With the CDC recommendation, North Carolina teens ages 12 and older can now get vaccinated with the Pfizer COVID-19 vaccine to protect themselves from COVID-19, including preventing virus-related hospitalizations and deaths. The NC Department of Health and Human Services' State Health Director has amended the Standing Order authorizing health care providers to administer COVID-19 vaccines through an Emergency Use Authorization to include the use of the Pfizer vaccine for adolescents ages 12 through 15.
"Having a vaccine for our younger teens brings us that much closer to being able to end the pandemic," said NCDHHS Secretary Mandy K. Cohen, M.D. "By getting more teens vaccinated they are protecting themselves from the impact of COVID, and they are protecting their families and their communities by stopping the spread of the virus."
Young people are vulnerable to the COVID-19 virus, just like everyone else. In North Carolina, close to 123,000 children 0 to 17 years old have tested positive for COVID-19. With new variants, some parts of the country are seeing increased rates of COVID-19 in children and teens. In North Carolina, the percent of COVID-19 cases in children 17 and under has been increasing.
In the clinical trials, the vaccines were found to be very effective in the 12-15-year-old age group. The most commonly reported temporary reactions among teens were pain at the injection site, tiredness, headache, chills, muscle pain, fever and joint pain. These typically lasted between one and three days and were similar to those reported in clinical trial participants 16 years of age and older.

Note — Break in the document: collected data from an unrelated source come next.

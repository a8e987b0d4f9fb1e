use std::path::PathBuf;

use clap::{Args, Parser};
use clap_complete::Shell;
use clap_verbosity_flag::Verbosity;
use corun::config::OutputKind;

#[derive(Debug, Parser)]
#[command(
    name = "corun",
    author,
    version = corun::core::version(),
    about = "Run a batch of jobs concurrently on local cores and GPUs"
)]
#[command(styles=corun::utils::STYLES)]
pub struct Corun {
    #[command(subcommand)]
    pub command: Commands,

    /// The configuration file to use
    #[arg(short, long, global = true)]
    pub config: Option<PathBuf>,

    /// Also write corun's own logs to daily-rotated files in this directory
    #[arg(long, global = true, value_name = "DIR")]
    pub log_dir: Option<PathBuf>,

    #[command(flatten)]
    pub verbosity: Verbosity,
}

#[derive(Debug, Parser)]
pub enum Commands {
    /// Run every job in a job file and print a summary
    Run {
        /// TOML file with one [[job]] table per job
        jobs: PathBuf,

        #[command(flatten)]
        pool: PoolArgs,

        /// Where job stdout/stderr goes
        #[arg(long, value_enum)]
        output: Option<OutputKind>,

        /// Directory for per-job log files (with --output log)
        #[arg(long, value_name = "DIR")]
        job_log_dir: Option<PathBuf>,

        /// Print the run report as JSON instead of a table
        #[arg(long)]
        json: bool,
    },
    /// Print the order in which jobs would be considered, without running them
    Plan {
        /// TOML file with one [[job]] table per job
        jobs: PathBuf,

        #[command(flatten)]
        pool: PoolArgs,
    },
    /// Generate shell completion scripts
    Completion {
        /// The shell to generate completions for
        #[arg(value_enum)]
        shell: Shell,
    },
}

#[derive(Debug, Args)]
pub struct PoolArgs {
    /// Cores jobs may use (default: all host cores)
    #[arg(long, value_name = "N")]
    pub cores: Option<u32>,

    /// GPU indices jobs may use (e.g., "0,2" or "0-2")
    #[arg(long, value_name = "INDICES")]
    pub gpus: Option<String>,
}
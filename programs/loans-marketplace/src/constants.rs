pub const CONFIG_SEED: &[u8] = b"config";
pub const LOAN_SEED: &[u8] = b"loan";
pub const LENDER_SHARE_SEED: &[u8] = b"lender_share";

/// 100% expressed in basis points
pub const BPS_DENOMINATOR: u64 = 10_000;

pub const SECONDS_PER_DAY: i64 = 24 * 60 * 60;
pub const SECONDS_PER_YEAR: i64 = 365 * SECONDS_PER_DAY;

/// Time after `due_ts` during which a drawn loan cannot be defaulted
pub const GRACE_PERIOD_SECS: i64 = 7 * SECONDS_PER_DAY;

pub const MIN_TERM_SECS: i64 = SECONDS_PER_DAY;
pub const MAX_APR_BPS: u32 = 10_000; // 100%
pub const MAX_FEE_BPS: u16 = 1_000; // 10% of interest

/// Upper bound on distinct lenders so finalize_funding fits in one transaction
pub const MAX_LENDERS_PER_LOAN: u32 = 24;
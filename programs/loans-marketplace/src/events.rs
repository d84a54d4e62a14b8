use anchor_lang::prelude::*;

/// Event emitted when the protocol config is created
#[event]
pub struct ConfigInitialized {
    pub admin: Pubkey,
    pub fee_bps: u16,
    pub stable_mint: Pubkey,
}

/// Event emitted when the admin changes protocol parameters
#[event]
pub struct ConfigUpdated {
    pub admin: Pubkey,
    pub fee_bps: u16,
    pub score_attestor_changed: bool,
}

/// Event emitted when a borrower opens a loan request
#[event]
pub struct LoanCreated {
    pub borrower: Pubkey,
    pub loan: Pubkey,
    pub loan_id: u64,
    pub amount: u64,
    pub term_secs: i64,
    pub max_apr_bps: u32,
    pub min_collateral_bps: u32,
    pub funding_deadline: i64,
}

/// Event emitted when a lender adds principal to a loan
#[event]
pub struct LenderFunded {
    pub loan: Pubkey,
    pub lender: Pubkey,
    pub amount: u64,
    pub lender_principal: u64,
    pub total_funded: u64,
}

/// Event emitted when the borrower stages collateral in escrow
#[event]
pub struct CollateralDeposited {
    pub loan: Pubkey,
    pub borrower: Pubkey,
    pub amount: u64,
    pub total: u64,
}

/// Event emitted when pro-rata shares are frozen
#[event]
pub struct FundingFinalized {
    pub loan: Pubkey,
    pub funded_amount: u64,
    pub actual_apr_bps: u32,
    pub lender_count: u32,
}

/// Event emitted when the borrower receives the principal
#[event]
pub struct LoanDrawn {
    pub loan: Pubkey,
    pub borrower: Pubkey,
    pub principal: u64,
    pub collateral: u64,
    pub start_ts: i64,
    pub due_ts: i64,
}

#[event]
pub struct InterestAccrued {
    pub loan: Pubkey,
    pub interest: u64,
    pub accrued_interest: u64,
    pub timestamp: i64,
}

/// Event emitted for every repayment
#[event]
pub struct Repayment {
    pub loan: Pubkey,
    pub interest: u64,
    pub principal: u64,
    pub fee: u64,
    pub outstanding_principal: u64,
}

#[event]
pub struct RepaymentClaimed {
    pub loan: Pubkey,
    pub lender: Pubkey,
    pub principal: u64,
    pub interest: u64,
}

/// Event emitted when the last principal is repaid
#[event]
pub struct LoanSettled {
    pub loan: Pubkey,
    pub total_repaid_principal: u64,
    pub total_repaid_interest: u64,
    pub collateral_released: u64,
}

/// Event emitted when an overdue loan is defaulted
#[event]
pub struct LoanDefaulted {
    pub loan: Pubkey,
    pub borrower: Pubkey,
    pub caller: Pubkey,
    pub collateral_seized: u64,
    pub outstanding_principal: u64,
    pub outstanding_interest: u64,
}

#[event]
pub struct CollateralClaimed {
    pub loan: Pubkey,
    pub lender: Pubkey,
    pub amount: u64,
    pub pro_rata_bps: u32,
}

#[event]
pub struct FundingRefunded {
    pub loan: Pubkey,
    pub lender: Pubkey,
    pub amount: u64,
    pub total_funded: u64,
}

#[event]
pub struct CollateralWithdrawn {
    pub loan: Pubkey,
    pub borrower: Pubkey,
    pub amount: u64,
}

#[event]
pub struct ScoreAttestationVerified {
    pub subject: Pubkey,
    pub loan: Pubkey,
    pub score: u16,
    pub grade: u8,
    pub expiry_ts: i64,
}
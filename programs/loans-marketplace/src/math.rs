use anchor_lang::prelude::*;

use crate::constants::{BPS_DENOMINATOR, SECONDS_PER_YEAR};
use crate::errors::LoanError;

/// Simple (non-compounding) interest on `principal` at `apr_bps` over `elapsed_secs`.
///
/// `floor(principal * apr_bps * elapsed_secs / (10_000 * SECONDS_PER_YEAR))`
pub fn accrue(principal: u64, apr_bps: u32, elapsed_secs: i64) -> Result<u64> {
    require!(elapsed_secs >= 0, LoanError::InvalidParam);

    if principal == 0 || apr_bps == 0 || elapsed_secs == 0 {
        return Ok(0);
    }

    let numerator = (principal as u128)
        .checked_mul(apr_bps as u128)
        .ok_or(LoanError::MathOverflow)?
        .checked_mul(elapsed_secs as u128)
        .ok_or(LoanError::MathOverflow)?;
    let denominator = (BPS_DENOMINATOR as u128)
        .checked_mul(SECONDS_PER_YEAR as u128)
        .ok_or(LoanError::MathOverflow)?;

    u64::try_from(numerator / denominator).map_err(|_| error!(LoanError::MathOverflow))
}

/// `floor(amount * bps / 10_000)`
pub fn bps_of(amount: u64, bps: u32) -> Result<u64> {
    let scaled = (amount as u128)
        .checked_mul(bps as u128)
        .ok_or(LoanError::MathOverflow)?
        / BPS_DENOMINATOR as u128;

    u64::try_from(scaled).map_err(|_| error!(LoanError::MathOverflow))
}

/// `collateral * 10_000 >= funded * min_collateral_bps`, evaluated without rounding
pub fn meets_collateral_requirement(
    collateral: u64,
    funded: u64,
    min_collateral_bps: u32,
) -> Result<bool> {
    let posted = (collateral as u128)
        .checked_mul(BPS_DENOMINATOR as u128)
        .ok_or(LoanError::MathOverflow)?;
    let required = (funded as u128)
        .checked_mul(min_collateral_bps as u128)
        .ok_or(LoanError::MathOverflow)?;

    Ok(posted >= required)
}

/// Pro-rata basis points for each `(lender, principal)` position.
///
/// Each share is `floor(principal * 10_000 / funded)`. The leftover basis points
/// go to the largest principal, ties broken by the smallest lender key, so the
/// result always sums to exactly 10_000 regardless of input order.
pub fn pro_rata_shares(positions: &[(Pubkey, u64)], funded: u64) -> Result<Vec<u32>> {
    require!(funded > 0 && !positions.is_empty(), LoanError::InvalidParam);

    let mut total: u64 = 0;
    for (_, principal) in positions {
        total = total.checked_add(*principal).ok_or(LoanError::MathOverflow)?;
    }
    require!(total == funded, LoanError::InvalidAccount);

    let mut shares = Vec::with_capacity(positions.len());
    let mut assigned: u64 = 0;
    for (_, principal) in positions {
        let bps = (*principal as u128)
            .checked_mul(BPS_DENOMINATOR as u128)
            .ok_or(LoanError::MathOverflow)?
            / funded as u128;
        // principal <= funded, so bps <= 10_000
        let bps = bps as u32;
        assigned += bps as u64;
        shares.push(bps);
    }

    let remainder = BPS_DENOMINATOR
        .checked_sub(assigned)
        .ok_or(LoanError::MathOverflow)?;
    if remainder > 0 {
        let (absorber, _) = positions
            .iter()
            .enumerate()
            .max_by(|(_, a), (_, b)| a.1.cmp(&b.1).then_with(|| b.0.cmp(&a.0)))
            .ok_or(LoanError::InvalidParam)?;
        shares[absorber] += remainder as u32;
    }

    Ok(shares)
}

/// How a repayment is applied: interest first, then principal
#[derive(Clone, Copy, Debug, PartialEq, Eq, Default)]
pub struct RepaymentSplit {
    pub interest: u64,
    pub principal: u64,
}

pub fn split_repayment(
    amount: u64,
    accrued_interest: u64,
    outstanding_principal: u64,
) -> Result<RepaymentSplit> {
    require!(amount > 0, LoanError::InvalidParam);

    let total_due = accrued_interest
        .checked_add(outstanding_principal)
        .ok_or(LoanError::MathOverflow)?;
    require!(amount <= total_due, LoanError::ExceedsLoanAmount);

    let interest = amount.min(accrued_interest);
    Ok(RepaymentSplit {
        interest,
        principal: amount - interest,
    })
}

/// Protocol fee charged on the interest portion of a repayment
pub fn protocol_fee(interest: u64, fee_bps: u16) -> Result<u64> {
    bps_of(interest, fee_bps as u32)
}
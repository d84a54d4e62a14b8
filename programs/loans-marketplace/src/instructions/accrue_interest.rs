use anchor_lang::prelude::*;

use crate::constants::LOAN_SEED;
use crate::events::InterestAccrued;
use crate::state::*;

/// Permissionless refresh of a drawn loan's accrued interest.
#[derive(Accounts)]
pub struct AccrueInterest<'info> {
    #[account(
        mut,
        seeds = [LOAN_SEED, loan.borrower.as_ref(), &loan.loan_id.to_le_bytes()],
        bump = loan.bump
    )]
    pub loan: Account<'info, LoanAccount>,
}

pub fn handler(ctx: Context<AccrueInterest>) -> Result<()> {
    let now = Clock::get()?.unix_timestamp;
    let loan = &mut ctx.accounts.loan;

    let interest = loan.accrue_interest(now)?;

    emit!(InterestAccrued {
        loan: loan.key(),
        interest,
        accrued_interest: loan.accrued_interest,
        timestamp: now,
    });

    Ok(())
}
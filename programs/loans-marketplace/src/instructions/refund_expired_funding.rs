use anchor_lang::prelude::*;

use crate::events::FundingRefunded;
use crate::instructions::{transfer_from_escrow, LenderWithdrawal};

/// A lender takes back its principal from a loan that missed its funding deadline.
pub fn handler(ctx: Context<LenderWithdrawal>) -> Result<()> {
    let now = Clock::get()?.unix_timestamp;
    let loan_key = ctx.accounts.loan.key();

    let refund = ctx
        .accounts
        .loan
        .refund_expired(loan_key, &mut ctx.accounts.lender_share, now)?;

    transfer_from_escrow(
        &ctx.accounts.token_program,
        &ctx.accounts.escrow,
        &ctx.accounts.lender_token,
        &ctx.accounts.loan,
        refund,
    )?;

    emit!(FundingRefunded {
        loan: loan_key,
        lender: ctx.accounts.lender.key(),
        amount: refund,
        total_funded: ctx.accounts.loan.funded_amount,
    });

    msg!("Funding refunded: Loan={}, Amount={}", ctx.accounts.loan.loan_id, refund);

    Ok(())
}
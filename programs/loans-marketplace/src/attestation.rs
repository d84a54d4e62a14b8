//! Advisory checks on externally signed credit and identity claims.
//!
//! Nothing here gates a loan transition; lender-facing tooling calls these to
//! decide whether to trust a borrower's score.

use anchor_lang::prelude::*;
use solana_program::keccak;
use solana_program::secp256k1_recover::secp256k1_recover;

use crate::errors::LoanError;
use crate::state::{IdentityAttestation, ScoreClaim};

/// Digest the attestor signs: `keccak256(subject || u64be(score) || u64be(posted_at))`
pub fn score_message_hash(subject: &Pubkey, score: u16, posted_at: i64) -> [u8; 32] {
    keccak::hashv(&[
        subject.as_ref(),
        &u64::from(score).to_be_bytes(),
        &(posted_at as u64).to_be_bytes(),
    ])
    .to_bytes()
}

impl ScoreClaim {
    pub fn is_fresh(&self, now: i64) -> bool {
        !self.revoked && self.expiry_ts > now
    }

    /// Checks freshness, then that `signature` recovers to `attestor_key`.
    pub fn verify(
        &self,
        signature: &[u8; 64],
        recovery_id: u8,
        attestor_key: &[u8; 64],
        now: i64,
    ) -> Result<()> {
        require!(!self.revoked, LoanError::AttestationRevoked);
        require!(self.expiry_ts > now, LoanError::AttestationExpired);

        let hash = score_message_hash(&self.subject, self.score, self.posted_at);
        let recovered = secp256k1_recover(&hash, recovery_id, signature)
            .map_err(|_| error!(LoanError::InvalidSignature))?;
        require!(
            recovered.to_bytes() == *attestor_key,
            LoanError::InvalidSignature
        );

        Ok(())
    }
}

impl IdentityAttestation {
    pub fn is_valid(&self, now: i64) -> bool {
        !self.revoked && self.expiry_ts > now
    }
}
pub mod accrue_interest;
pub mod claim_repayment;
pub mod create_loan;
pub mod deposit_collateral;
pub mod drawdown;
pub mod finalize_funding;
pub mod initialize_config;
pub mod lender_fund;
pub mod mark_default;
pub mod payout_to_lenders;
pub mod refund_expired_funding;
pub mod repay_loan;
pub mod update_config;
pub mod verify_score_attestation;
pub mod withdraw_collateral;

pub use accrue_interest::*;
pub use claim_repayment::*;
pub use create_loan::*;
pub use deposit_collateral::*;
pub use drawdown::*;
pub use finalize_funding::*;
pub use initialize_config::*;
pub use lender_fund::*;
pub use mark_default::*;
pub use payout_to_lenders::*;
pub use refund_expired_funding::*;
pub use repay_loan::*;
pub use update_config::*;
pub use verify_score_attestation::*;
pub use withdraw_collateral::*;

use anchor_lang::prelude::*;
use anchor_spl::token::{self, Token, TokenAccount, Transfer};

use crate::constants::LOAN_SEED;
use crate::state::LoanAccount;

/// Moves tokens out of an account the signer controls.
pub(crate) fn transfer_from_signer<'info>(
    token_program: &Program<'info, Token>,
    from: &Account<'info, TokenAccount>,
    to: &Account<'info, TokenAccount>,
    authority: &Signer<'info>,
    amount: u64,
) -> Result<()> {
    if amount == 0 {
        return Ok(());
    }

    token::transfer(
        CpiContext::new(
            token_program.to_account_info(),
            Transfer {
                from: from.to_account_info(),
                to: to.to_account_info(),
                authority: authority.to_account_info(),
            },
        ),
        amount,
    )
}

/// Moves tokens out of a loan's escrow, signed by the loan PDA.
pub(crate) fn transfer_from_escrow<'info>(
    token_program: &Program<'info, Token>,
    escrow: &Account<'info, TokenAccount>,
    to: &Account<'info, TokenAccount>,
    loan: &Account<'info, LoanAccount>,
    amount: u64,
) -> Result<()> {
    if amount == 0 {
        return Ok(());
    }

    let loan_id = loan.loan_id.to_le_bytes();
    let bump = [loan.bump];
    let seeds: &[&[u8]] = &[LOAN_SEED, loan.borrower.as_ref(), &loan_id, &bump];

    token::transfer(
        CpiContext::new_with_signer(
            token_program.to_account_info(),
            Transfer {
                from: escrow.to_account_info(),
                to: to.to_account_info(),
                authority: loan.to_account_info(),
            },
            &[seeds],
        ),
        amount,
    )
}
use anchor_lang::prelude::*;

declare_id!("BTH9yYvKRBZHXJAPuv724mCMiDcjcnCqef7rDdSZUJWf");

pub mod attestation;
pub mod constants;
pub mod errors;
pub mod events;
pub mod instructions;
pub mod lifecycle;
pub mod math;
pub mod state;

use instructions::*;
use state::*;

#[program]
pub mod loans_marketplace {
    use super::*;

    /// One-time protocol bootstrap
    pub fn initialize_config(
        ctx: Context<InitializeConfig>,
        fee_bps: u16,
        score_attestor: [u8; 64],
    ) -> Result<()> {
        instructions::initialize_config::handler(ctx, fee_bps, score_attestor)
    }

    /// Admin-only parameter changes
    pub fn update_config(
        ctx: Context<UpdateConfig>,
        fee_bps: Option<u16>,
        score_attestor: Option<[u8; 64]>,
    ) -> Result<()> {
        instructions::update_config::handler(ctx, fee_bps, score_attestor)
    }

    /// Open a loan request for funding
    pub fn create_loan_request(
        ctx: Context<CreateLoan>,
        loan_id: u64,
        amount: u64,
        term_secs: i64,
        max_apr_bps: u32,
        min_collateral_bps: u32,
        funding_deadline: i64,
    ) -> Result<()> {
        instructions::create_loan::handler(
            ctx,
            loan_id,
            amount,
            term_secs,
            max_apr_bps,
            min_collateral_bps,
            funding_deadline,
        )
    }

    /// Contribute principal to a loan in funding
    pub fn lender_fund(ctx: Context<LenderFund>, amount: u64) -> Result<()> {
        instructions::lender_fund::handler(ctx, amount)
    }

    /// Stage collateral in the loan escrow
    pub fn deposit_collateral(ctx: Context<DepositCollateral>, amount: u64) -> Result<()> {
        instructions::deposit_collateral::handler(ctx, amount)
    }

    /// Freeze pro-rata shares once the loan is fully funded
    pub fn finalize_funding<'info>(
        ctx: Context<'_, '_, 'info, 'info, FinalizeFunding<'info>>,
    ) -> Result<()> {
        instructions::finalize_funding::handler(ctx)
    }

    /// Release the principal to the borrower
    pub fn drawdown(ctx: Context<Drawdown>) -> Result<()> {
        instructions::drawdown::handler(ctx)
    }

    /// Bring a drawn loan's accrued interest up to date
    pub fn accrue_interest(ctx: Context<AccrueInterest>) -> Result<()> {
        instructions::accrue_interest::handler(ctx)
    }

    /// Repay interest then principal
    pub fn repay_loan(ctx: Context<RepayLoan>, amount: u64) -> Result<()> {
        instructions::repay_loan::handler(ctx, amount)
    }

    /// Withdraw a lender's share of repayments
    pub fn claim_repayment(ctx: Context<LenderWithdrawal>) -> Result<()> {
        instructions::claim_repayment::handler(ctx)
    }

    /// Default a loan past its grace period
    pub fn mark_default(ctx: Context<MarkDefault>) -> Result<()> {
        instructions::mark_default::handler(ctx)
    }

    /// Claim a lender's cut of seized collateral
    pub fn payout_to_lenders(ctx: Context<LenderWithdrawal>) -> Result<()> {
        instructions::payout_to_lenders::handler(ctx)
    }

    /// Return principal from a loan that missed its funding deadline
    pub fn refund_expired_funding(ctx: Context<LenderWithdrawal>) -> Result<()> {
        instructions::refund_expired_funding::handler(ctx)
    }

    /// Return staged collateral from a loan that missed its funding deadline
    pub fn withdraw_collateral(ctx: Context<Drawdown>) -> Result<()> {
        instructions::withdraw_collateral::handler(ctx)
    }

    /// Check a signed credit score claim
    pub fn verify_score_attestation(
        ctx: Context<VerifyScoreAttestation>,
        claim: ScoreClaim,
        signature: [u8; 64],
        recovery_id: u8,
    ) -> Result<u16> {
        instructions::verify_score_attestation::handler(ctx, claim, signature, recovery_id)
    }
}
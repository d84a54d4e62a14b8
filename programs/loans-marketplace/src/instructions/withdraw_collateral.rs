use anchor_lang::prelude::*;

use crate::events::CollateralWithdrawn;
use crate::instructions::{transfer_from_escrow, Drawdown};

/// The borrower takes back staged collateral from a loan that missed its funding deadline.
/// Uses the same accounts as drawdown: borrower-signed, escrow to borrower.
pub fn handler(ctx: Context<Drawdown>) -> Result<()> {
    let now = Clock::get()?.unix_timestamp;

    let collateral = ctx.accounts.loan.withdraw_expired_collateral(now)?;

    transfer_from_escrow(
        &ctx.accounts.token_program,
        &ctx.accounts.escrow,
        &ctx.accounts.borrower_token,
        &ctx.accounts.loan,
        collateral,
    )?;

    let loan = &ctx.accounts.loan;
    emit!(CollateralWithdrawn {
        loan: loan.key(),
        borrower: loan.borrower,
        amount: collateral,
    });

    msg!("Collateral withdrawn: Loan={}, Amount={}", loan.loan_id, collateral);

    Ok(())
}
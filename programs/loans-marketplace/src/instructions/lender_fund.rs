use anchor_lang::prelude::*;
use anchor_spl::associated_token::get_associated_token_address;
use anchor_spl::token::{Token, TokenAccount};

use crate::constants::{CONFIG_SEED, LENDER_SHARE_SEED, LOAN_SEED};
use crate::errors::LoanError;
use crate::events::LenderFunded;
use crate::instructions::transfer_from_signer;
use crate::state::*;

#[derive(Accounts)]
pub struct LenderFund<'info> {
    #[account(
        seeds = [CONFIG_SEED],
        bump = config.bump
    )]
    pub config: Account<'info, Config>,

    #[account(
        mut,
        seeds = [LOAN_SEED, loan.borrower.as_ref(), &loan.loan_id.to_le_bytes()],
        bump = loan.bump
    )]
    pub loan: Account<'info, LoanAccount>,

    #[account(
        init_if_needed,
        payer = lender,
        space = LenderShare::LEN,
        seeds = [LENDER_SHARE_SEED, loan.key().as_ref(), lender.key().as_ref()],
        bump
    )]
    pub lender_share: Account<'info, LenderShare>,

    #[account(
        mut,
        address = get_associated_token_address(&loan.key(), &config.stable_mint) @ LoanError::InvalidAccount
    )]
    pub escrow: Account<'info, TokenAccount>,

    #[account(
        mut,
        constraint = lender_token.mint == config.stable_mint @ LoanError::InvalidAccount,
        constraint = lender_token.owner == lender.key() @ LoanError::InvalidAccount
    )]
    pub lender_token: Account<'info, TokenAccount>,

    #[account(mut)]
    pub lender: Signer<'info>,

    pub token_program: Program<'info, Token>,
    pub system_program: Program<'info, System>,
}

pub fn handler(ctx: Context<LenderFund>, amount: u64) -> Result<()> {
    let now = Clock::get()?.unix_timestamp;
    let loan_key = ctx.accounts.loan.key();
    let lender_key = ctx.accounts.lender.key();

    let loan = &mut ctx.accounts.loan;
    let lender_share = &mut ctx.accounts.lender_share;
    loan.fund(
        loan_key,
        lender_share,
        lender_key,
        ctx.bumps.lender_share,
        amount,
        now,
    )?;

    transfer_from_signer(
        &ctx.accounts.token_program,
        &ctx.accounts.lender_token,
        &ctx.accounts.escrow,
        &ctx.accounts.lender,
        amount,
    )?;

    emit!(LenderFunded {
        loan: loan_key,
        lender: lender_key,
        amount,
        lender_principal: ctx.accounts.lender_share.principal,
        total_funded: ctx.accounts.loan.funded_amount,
    });

    msg!(
        "Loan {} funded: Lender={}, Amount={}, Total={}/{}",
        ctx.accounts.loan.loan_id,
        lender_key,
        amount,
        ctx.accounts.loan.funded_amount,
        ctx.accounts.loan.amount
    );

    Ok(())
}
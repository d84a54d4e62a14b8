use anchor_lang::prelude::*;
use anchor_lang::AccountsExit;

use crate::constants::{LENDER_SHARE_SEED, LOAN_SEED};
use crate::errors::LoanError;
use crate::events::FundingFinalized;
use crate::state::*;

/// Permissionless. Every `LenderShare` of the loan is passed as a writable
/// remaining account.
#[derive(Accounts)]
pub struct FinalizeFunding<'info> {
    #[account(
        mut,
        seeds = [LOAN_SEED, loan.borrower.as_ref(), &loan.loan_id.to_le_bytes()],
        bump = loan.bump
    )]
    pub loan: Account<'info, LoanAccount>,

    pub caller: Signer<'info>,
}

/// Share PDA rebuilt from its stored bump.
fn share_address(program_id: &Pubkey, loan: &Pubkey, lender: &Pubkey, bump: u8) -> Result<Pubkey> {
    Pubkey::create_program_address(
        &[LENDER_SHARE_SEED, loan.as_ref(), lender.as_ref(), &[bump]],
        program_id,
    )
    .map_err(|_| error!(LoanError::InvalidAccount))
}

pub fn handler<'info>(ctx: Context<'_, '_, 'info, 'info, FinalizeFunding<'info>>) -> Result<()> {
    let loan_key = ctx.accounts.loan.key();

    let mut shares: Vec<Account<'info, LenderShare>> =
        Vec::with_capacity(ctx.remaining_accounts.len());
    for info in ctx.remaining_accounts.iter() {
        require!(info.is_writable, LoanError::InvalidAccount);
        let share: Account<'info, LenderShare> = Account::try_from(info)?;
        let expected = share_address(ctx.program_id, &loan_key, &share.lender, share.bump)?;
        require_keys_eq!(info.key(), expected, LoanError::InvalidAccount);
        shares.push(share);
    }

    ctx.accounts
        .loan
        .finalize_funding(loan_key, shares.as_mut_slice())?;

    // remaining accounts are not persisted by the framework
    for share in shares.iter() {
        share.exit(ctx.program_id)?;
    }

    let loan = &ctx.accounts.loan;
    emit!(FundingFinalized {
        loan: loan_key,
        funded_amount: loan.funded_amount,
        actual_apr_bps: loan.actual_apr_bps,
        lender_count: loan.lender_count,
    });

    msg!(
        "Loan {} funding finalized: Amount={}, APR={} bps, Lenders={}",
        loan.loan_id,
        loan.funded_amount,
        loan.actual_apr_bps,
        loan.lender_count
    );

    Ok(())
}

Currently, North Carolina has close to 800,000 Pfizer first and second doses. NCDHHS is working with pediatricians and family medicine doctors to make the Pfizer vaccine accessible across the state, including connecting larger vaccine providers who have the capacity to store the vaccine to smaller practices needing a more limited quantity. In addition, the department is helping interested schools connect with vaccine partners to hosted onsite and offsite vaccine events for students and their families.
To find providers with the Pfizer vaccine, go to MySpot.nc.gov and filter for Pfizer.